> Task item:
These entries are to be retyped in full, word for word.

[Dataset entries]
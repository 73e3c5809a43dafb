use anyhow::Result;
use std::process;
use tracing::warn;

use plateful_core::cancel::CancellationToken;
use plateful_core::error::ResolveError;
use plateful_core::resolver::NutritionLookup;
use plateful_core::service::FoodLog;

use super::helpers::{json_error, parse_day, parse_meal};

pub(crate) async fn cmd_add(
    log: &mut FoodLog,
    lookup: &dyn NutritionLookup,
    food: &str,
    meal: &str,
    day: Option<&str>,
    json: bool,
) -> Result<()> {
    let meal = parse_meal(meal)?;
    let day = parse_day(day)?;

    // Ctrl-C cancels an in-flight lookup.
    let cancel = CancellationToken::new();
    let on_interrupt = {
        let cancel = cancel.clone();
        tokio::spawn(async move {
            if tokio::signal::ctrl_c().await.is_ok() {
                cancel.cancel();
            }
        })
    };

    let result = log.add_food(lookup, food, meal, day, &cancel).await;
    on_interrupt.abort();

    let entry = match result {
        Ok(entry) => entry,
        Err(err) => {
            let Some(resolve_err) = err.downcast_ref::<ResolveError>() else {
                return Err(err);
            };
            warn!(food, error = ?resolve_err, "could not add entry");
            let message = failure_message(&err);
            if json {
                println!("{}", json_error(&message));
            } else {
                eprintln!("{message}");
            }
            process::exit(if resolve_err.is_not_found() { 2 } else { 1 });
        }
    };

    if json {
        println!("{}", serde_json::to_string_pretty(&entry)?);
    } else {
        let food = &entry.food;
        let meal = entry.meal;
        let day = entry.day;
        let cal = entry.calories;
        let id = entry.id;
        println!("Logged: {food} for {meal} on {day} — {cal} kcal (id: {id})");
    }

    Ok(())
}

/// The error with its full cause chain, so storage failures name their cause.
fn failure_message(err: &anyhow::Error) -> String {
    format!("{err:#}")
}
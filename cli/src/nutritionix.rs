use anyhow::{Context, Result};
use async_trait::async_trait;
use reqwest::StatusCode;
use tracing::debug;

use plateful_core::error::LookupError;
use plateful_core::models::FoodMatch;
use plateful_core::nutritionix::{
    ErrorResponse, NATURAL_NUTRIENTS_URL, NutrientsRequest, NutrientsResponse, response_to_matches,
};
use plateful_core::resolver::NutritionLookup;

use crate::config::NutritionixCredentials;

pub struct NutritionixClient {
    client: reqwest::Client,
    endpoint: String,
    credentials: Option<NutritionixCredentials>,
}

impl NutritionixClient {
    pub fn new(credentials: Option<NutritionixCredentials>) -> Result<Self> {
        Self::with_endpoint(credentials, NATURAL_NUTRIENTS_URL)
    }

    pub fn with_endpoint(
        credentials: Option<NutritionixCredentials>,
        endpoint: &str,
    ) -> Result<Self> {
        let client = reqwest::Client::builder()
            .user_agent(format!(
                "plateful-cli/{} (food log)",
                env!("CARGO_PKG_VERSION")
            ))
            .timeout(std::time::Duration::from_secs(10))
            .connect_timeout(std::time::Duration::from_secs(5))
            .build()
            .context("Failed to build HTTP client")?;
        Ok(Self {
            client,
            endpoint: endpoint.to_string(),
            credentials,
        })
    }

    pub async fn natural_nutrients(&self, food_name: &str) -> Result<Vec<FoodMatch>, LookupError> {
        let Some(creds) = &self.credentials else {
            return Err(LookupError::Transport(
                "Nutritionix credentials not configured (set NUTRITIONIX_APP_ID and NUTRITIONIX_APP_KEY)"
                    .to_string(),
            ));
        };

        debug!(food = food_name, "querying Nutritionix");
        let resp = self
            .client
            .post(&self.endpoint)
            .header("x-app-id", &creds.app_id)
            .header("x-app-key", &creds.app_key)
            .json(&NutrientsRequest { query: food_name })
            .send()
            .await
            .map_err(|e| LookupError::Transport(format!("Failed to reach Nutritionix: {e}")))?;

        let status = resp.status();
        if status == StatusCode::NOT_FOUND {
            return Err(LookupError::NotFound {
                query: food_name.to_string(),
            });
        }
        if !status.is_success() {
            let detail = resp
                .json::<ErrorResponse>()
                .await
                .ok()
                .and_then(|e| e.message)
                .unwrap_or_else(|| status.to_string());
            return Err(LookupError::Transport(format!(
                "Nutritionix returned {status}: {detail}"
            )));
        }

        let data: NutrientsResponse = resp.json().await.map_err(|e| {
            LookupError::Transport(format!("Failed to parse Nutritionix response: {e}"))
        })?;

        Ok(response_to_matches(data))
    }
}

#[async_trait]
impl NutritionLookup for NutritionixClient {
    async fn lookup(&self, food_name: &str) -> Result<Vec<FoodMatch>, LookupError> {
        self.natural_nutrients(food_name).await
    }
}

> Solved exercise:
repository 73e3c5809a43dafb
use anyhow::Result;
use std::process;
use tracing::warn;

use plateful_core::cancel::CancellationToken;
use plateful_core::error::ResolveError;
use plateful_core::resolver::NutritionLookup;
use plateful_core::service::FoodLog;

use super::helpers::{json_error, parse_day, parse_meal};

pub(crate) async fn cmd_add(
    log: &mut FoodLog,
    lookup: &dyn NutritionLookup,
    food: &str,
    meal: &str,
    day: Option<&str>,
    json: bool,
) -> Result<()> {
    let meal = parse_meal(meal)?;
    let day = parse_day(day)?;

    // Ctrl-C cancels an in-flight lookup.
    let cancel = CancellationToken::new();
    let on_interrupt = {
        let cancel = cancel.clone();
        tokio::spawn(async move {
            if tokio::signal::ctrl_c().await.is_ok() {
                cancel.cancel();
            }
        })
    };

    let result = log.add_food(lookup, food, meal, day, &cancel).await;
    on_interrupt.abort();

    let entry = match result {
        Ok(entry) => entry,
        Err(err) => {
            let Some(resolve_err) = err.downcast_ref::<ResolveError>() else {
                return Err(err);
            };
            warn!(food, error = ?resolve_err, "could not add entry");
            let message = failure_message(&err);
            if json {
                println!("{}", json_error(&message));
            } else {
                eprintln!("{message}");
            }
            process::exit(if resolve_err.is_not_found() { 2 } else { 1 });
        }
    };

    if json {
        println!("{}", serde_json::to_string_pretty(&entry)?);
    } else {
        let food = &entry.food;
        let meal = entry.meal;
        let day = entry.day;
        let cal = entry.calories;
        let id = entry.id;
        println!("Logged: {food} for {meal} on {day} — {cal} kcal (id: {id})");
    }

    Ok(())
}

/// The error with its full cause chain, so storage failures name their cause.
fn failure_message(err: &anyhow::Error) -> String {
    format!("{err:#}")
}
filename cli/src/nutritionix.rs
use anyhow::{Context, Result};
use async_trait::async_trait;
use reqwest::StatusCode;
use tracing::debug;

use plateful_core::error::LookupError;
use plateful_core::models::FoodMatch;
use plateful_core::nutritionix::{
    ErrorResponse, NATURAL_NUTRIENTS_URL, NutrientsRequest, NutrientsResponse, response_to_matches,
};
use plateful_core::resolver::NutritionLookup;

use crate::config::NutritionixCredentials;

pub struct NutritionixClient {
    client: reqwest::Client,
    endpoint: String,
    credentials: Option<NutritionixCredentials>,
}

impl NutritionixClient {
    pub fn new(credentials: Option<NutritionixCredentials>) -> Result<Self> {
        Self::with_endpoint(credentials, NATURAL_NUTRIENTS_URL)
    }

    pub fn with_endpoint(
        credentials: Option<NutritionixCredentials>,
        endpoint: &str,
    ) -> Result<Self> {
        let client = reqwest::Client::builder()
            .user_agent(format!(
                "plateful-cli/{} (food log)",
                env!("CARGO_PKG_VERSION")
            ))
            .timeout(std::time::Duration::from_secs(10))
            .connect_timeout(std::time::Duration::from_secs(5))
            .build()
            .context("Failed to build HTTP client")?;
        Ok(Self {
            client,
            endpoint: endpoint.to_string(),
            credentials,
        })
    }

    pub async fn natural_nutrients(&self, food_name: &str) -> Result<Vec<FoodMatch>, LookupError> {
        let Some(creds) = &self.credentials else {
            return Err(LookupError::Transport(
                "Nutritionix credentials not configured (set NUTRITIONIX_APP_ID and NUTRITIONIX_APP_KEY)"
                    .to_string(),
            ));
        };

        debug!(food = food_name, "querying Nutritionix");
        let resp = self
            .client
            .post(&self.endpoint)
            .header("x-app-id", &creds.app_id)
            .header("x-app-key", &creds.app_key)
            .json(&NutrientsRequest { query: food_name })
            .send()
            .await
            .map_err(|e| LookupError::Transport(format!("Failed to reach Nutritionix: {e}")))?;

        let status = resp.status();
        if status == StatusCode::NOT_FOUND {
            return Err(LookupError::NotFound {
                query: food_name.to_string(),
            });
        }
        if !status.is_success() {
            let detail = resp
                .json::<ErrorResponse>()
                .await
                .ok()
                .and_then(|e| e.message)
                .unwrap_or_else(|| status.to_string());
            return Err(LookupError::Transport(format!(
                "Nutritionix returned {status}: {detail}"
            )));
        }

        let data: NutrientsResponse = resp.json().await.map_err(|e| {
            LookupError::Transport(format!("Failed to parse Nutritionix response: {e}"))
        })?;

        Ok(response_to_matches(data))
    }
}

#[async_trait]
impl NutritionLookup for NutritionixClient {
    async fn lookup(&self, food_name: &str) -> Result<Vec<FoodMatch>, LookupError> {
        self.natural_nutrients(food_name).await
    }
}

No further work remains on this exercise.